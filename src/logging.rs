use chrono::Utc;
use slog::Drain;
use std::fs::{self, OpenOptions};
use std::io;
use std::path::Path;

/// Root logger writing to the terminal, tagged with the node's address.
pub fn create_root_logger_for_stdout(node: String) -> slog::Logger {
    let decorator = slog_term::TermDecorator::new().build();
    let drain = slog_term::FullFormat::new(decorator).use_file_location().build().fuse();
    let drain = slog_async::Async::new(drain).build().fuse();

    slog::Logger::root(drain, slog::o!("Node" => node))
}

/// Root logger writing to `{directory}/info_log_{node}/{timestamp}_info.log`.
pub fn create_root_logger_for_file(directory: &Path, node: &str) -> io::Result<slog::Logger> {
    let now = Utc::now().format("%Y-%m-%dT%H:%M:%SZ");
    // ':' is not a portable file name character.
    let node_dir = directory.join(format!("info_log_{}", node.replace(':', "_")));
    fs::create_dir_all(&node_dir)?;

    let file = OpenOptions::new()
        .create(true)
        .write(true)
        .truncate(true)
        .open(node_dir.join(format!("{}_info.log", now)))?;

    let decorator = slog_term::PlainDecorator::new(file);
    let drain = slog_term::FullFormat::new(decorator).build().fuse();
    let drain = slog_async::Async::new(drain).build().fuse();

    Ok(slog::Logger::root(drain, slog::o!("Node" => node.to_string())))
}

pub fn discard_logger() -> slog::Logger {
    slog::Logger::root(slog::Discard, slog::o!())
}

» **YOUR INSTRUCTIONS**: Starting at the line that contains "let decorator = slog_term::PlainDecorator::new(file);", copy each line through the last line of the listing, and copy nothing else.

» **TASK ANSWER**:
    let decorator = slog_term::PlainDecorator::new(file);
    let drain = slog_term::FullFormat::new(decorator).build().fuse();
    let drain = slog_async::Async::new(drain).build().fuse();

    Ok(slog::Logger::root(drain, slog::o!("Node" => node.to_string())))
}

pub fn discard_logger() -> slog::Logger {
    slog::Logger::root(slog::Discard, slog::o!())
}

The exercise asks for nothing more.